Standard Electrode Potentials

  • In a galvanic cell, electrons are produced at the anode (oxidation) and picked up at the cathode (reduction)

    • Means that the anode will will be more negative than the cathode

      • Anode is often labelled negative & the cathode is labelled + but the cathode is actually just less negative

  • Voltmeter: compares the difference in this charge build up between the electrodes

    • The greater the difference, the greater the voltage reading (aka potential difference or electromotive force)

    • It essentially measures the “electric pressure” that exists between the anode & cathode or the propensity for the electrons to move from the anode to the cathode

  • When the substance being oxidized has a very high tendency to lose electrons (strong reducing agent) and the one being reduced has a very high tendency to gain (strong oxidizing agent) – there will be a greater potential difference between them and thee combination will result in a higher voltage reading than if they have more similar oxidation/reduction potentials

    • A waterfall is a good analogy – the greater the drop, the greater the gravitational potential difference

  • The voltage or potential difference of an electrochemical cell under standard conditions has the symbol Eºcell

  • Impossible to measure the potential or voltage of a half cell alone – to get around this, there is a standard that everything is compared to, this is called the hydrogen half cell

  • This reference half cell consists of a Pt electrode in a solution containing 1 M H⁺ into which H₂ gas is added at a constant pressure of 1 atm and is assigned a potential of 0 V

The reaction is:

H⁺ (aq) + 2 e⁻ → H₂ (g) Eºr = 0 V

  • The cell potential measured for a given half-cell connected to hydrogen half-cell is reported as the standard half-cell potential of the substance since the hydrogen value is assigned 0 V

  • By convention, standard reduction potentials (symbolized by Eºr) are reported rather than both reduction and oxidation potentials - these potentials are a measure of the tendency of a given half-cell to gain electrons from the hydrogen half-cell

Sheet 9 (p. 58)

  • Spontaneity rule: a redox reaction will be spontaneous if the oxidizing agent is above the reducing agent on a table of reduction potentials and the overall cell potential will be positive

  • The overall cell potential (Eºcell) can be obtained by adding the potentials pf the reduction (Eºr) and of the oxidation had reactions (Eºox)

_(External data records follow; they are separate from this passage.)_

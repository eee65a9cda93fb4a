//! Global bound on concurrently running guarded attempts.

use std::sync::atomic::{AtomicUsize, Ordering};
use std::time::Duration;
use tokio::sync::{Semaphore, SemaphorePermit};

/// Bounds how many guarded attempts run at once.
///
/// Callers beyond the bound wait in FIFO order. A caller with a deadline
/// gives up once the deadline passes.
#[derive(Debug)]
pub struct RecoveryLimiter {
    /// Maximum number of concurrent attempts.
    max_concurrent: usize,
    semaphore: Semaphore,
    /// Current number of held slots.
    active: AtomicUsize,
    /// Current number of callers waiting for a slot.
    waiting: AtomicUsize,
}

/// A held slot. Dropping it frees the slot.
#[derive(Debug)]
pub struct RecoveryPermit<'a> {
    _permit: SemaphorePermit<'a>,
    active: &'a AtomicUsize,
}

impl Drop for RecoveryPermit<'_> {
    fn drop(&mut self) {
        self.active.fetch_sub(1, Ordering::SeqCst);
    }
}

struct Waiting<'a>(&'a AtomicUsize);

impl Drop for Waiting<'_> {
    fn drop(&mut self) {
        self.0.fetch_sub(1, Ordering::SeqCst);
    }
}

impl RecoveryLimiter {
    /// Creates a limiter with the given bound (at least 1).
    pub fn new(max_concurrent: usize) -> Self {
        let max_concurrent = max_concurrent.max(1);
        Self {
            max_concurrent,
            semaphore: Semaphore::new(max_concurrent),
            active: AtomicUsize::new(0),
            waiting: AtomicUsize::new(0),
        }
    }

    /// Returns the bound.
    pub fn max_concurrent(&self) -> usize {
        self.max_concurrent
    }

    /// Returns the number of held slots.
    pub fn active_count(&self) -> usize {
        self.active.load(Ordering::SeqCst)
    }

    /// Returns the number of callers waiting for a slot.
    pub fn waiting_count(&self) -> usize {
        self.waiting.load(Ordering::SeqCst)
    }

    /// Returns `true` if every slot is held.
    pub fn is_full(&self) -> bool {
        self.semaphore.available_permits() == 0
    }

    /// Waits for a slot, giving up after `deadline` if one is given.
    ///
    /// Returns `None` when the deadline passed first.
    pub async fn acquire(&self, deadline: Option<Duration>) -> Option<RecoveryPermit<'_>> {
        self.waiting.fetch_add(1, Ordering::SeqCst);
        let waiting = Waiting(&self.waiting);

        let permit = match deadline {
            Some(deadline) => tokio::time::timeout(deadline, self.semaphore.acquire())
                .await
                .ok()?
                .ok()?,
            // The semaphore is never closed.
            None => self.semaphore.acquire().await.ok()?,
        };
        drop(waiting);

        self.active.fetch_add(1, Ordering::SeqCst);
        Some(RecoveryPermit {
            _permit: permit,
            active: &self.active,
        })
    }
}

impl Default for RecoveryLimiter {
    fn default() -> Self {
        Self::new(4)
    }
}

#[cfg(test)]
mod tests {
    use super::*;

    #[tokio::test]
    async fn test_acquire_and_release() {
        let limiter = RecoveryLimiter::new(2);
        assert_eq!(limiter.max_concurrent(), 2);

        let first = limiter.acquire(None).await.unwrap();
        let second = limiter.acquire(None).await.unwrap();
        assert_eq!(limiter.active_count(), 2);
        assert!(limiter.is_full());

        drop(first);
        assert_eq!(limiter.active_count(), 1);
        assert!(!limiter.is_full());
        drop(second);
        assert_eq!(limiter.active_count(), 0);
    }

    #[tokio::test(start_paused = true)]
    async fn test_deadline_expires_when_full() {
        let limiter = RecoveryLimiter::new(1);
        let _held = limiter.acquire(None).await.unwrap();

        let result = limiter.acquire(Some(Duration::from_millis(50))).await;
        assert!(result.is_none());
        assert_eq!(limiter.waiting_count(), 0);
    }

    #[tokio::test(start_paused = true)]
    async fn test_waiters_are_served_in_arrival_order() {
        let limiter = std::sync::Arc::new(RecoveryLimiter::new(1));
        let order = std::sync::Arc::new(std::sync::Mutex::new(Vec::new()));
        let held = limiter.acquire(None).await.unwrap();

        let mut waiters = Vec::new();
        for id in 0..3 {
            let limiter = limiter.clone();
            let order = order.clone();
            waiters.push(tokio::spawn(async move {
                let _slot = limiter.acquire(None).await.unwrap();
                order.lock().unwrap().push(id);
                tokio::time::sleep(Duration::from_millis(10)).await;
            }));
            // Let each waiter queue before the next one arrives.
            tokio::time::sleep(Duration::from_millis(1)).await;
        }
        assert_eq!(limiter.waiting_count(), 3);

        drop(held);
        for waiter in waiters {
            waiter.await.unwrap();
        }
        assert_eq!(*order.lock().unwrap(), vec![0, 1, 2]);
        assert_eq!(limiter.active_count(), 0);
    }

    #[test]
    fn test_zero_bound_is_raised() {
        assert_eq!(RecoveryLimiter::new(0).max_concurrent(), 1);
    }
}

    • Reverse the sign of the potential when flipping the reduction equation to get the oxidation equation

  • If the half reaction is multiplied by a factored to make the number of electrons lost equal that gained – do not multiply the potential as it isn’t affected by the number of electrons transferred (these are separate ideas and quantities)

Example: use a redox table to determine if a spontaneous redox reaction can occur. If so, find the most spontaneous redox reaction that will occur, write the equations for all relevant reactions and the net reaction and calculate the cell potential

Tin (II) bromide is poured into a solution of acidified sodium dichromate

  • Step 1: list all entities present

- Aqueous ionic compounds must be split into their ions

- Covalent compounds remain intact even when aqueous unless they are acids which also form ions

- Do not forget to list water if conditions are aqueous

- Do not forget to list H⁺ if conditions are acidic or OH⁻ if conditions are basic

- Bromine is the diatomic element, but bromide is the ion and the same applies to the other halogens

  • Step 2: classify entities as either oxidizing agents (left side of the equation in a redox table) or reducing agents (right side of the equation in redox table)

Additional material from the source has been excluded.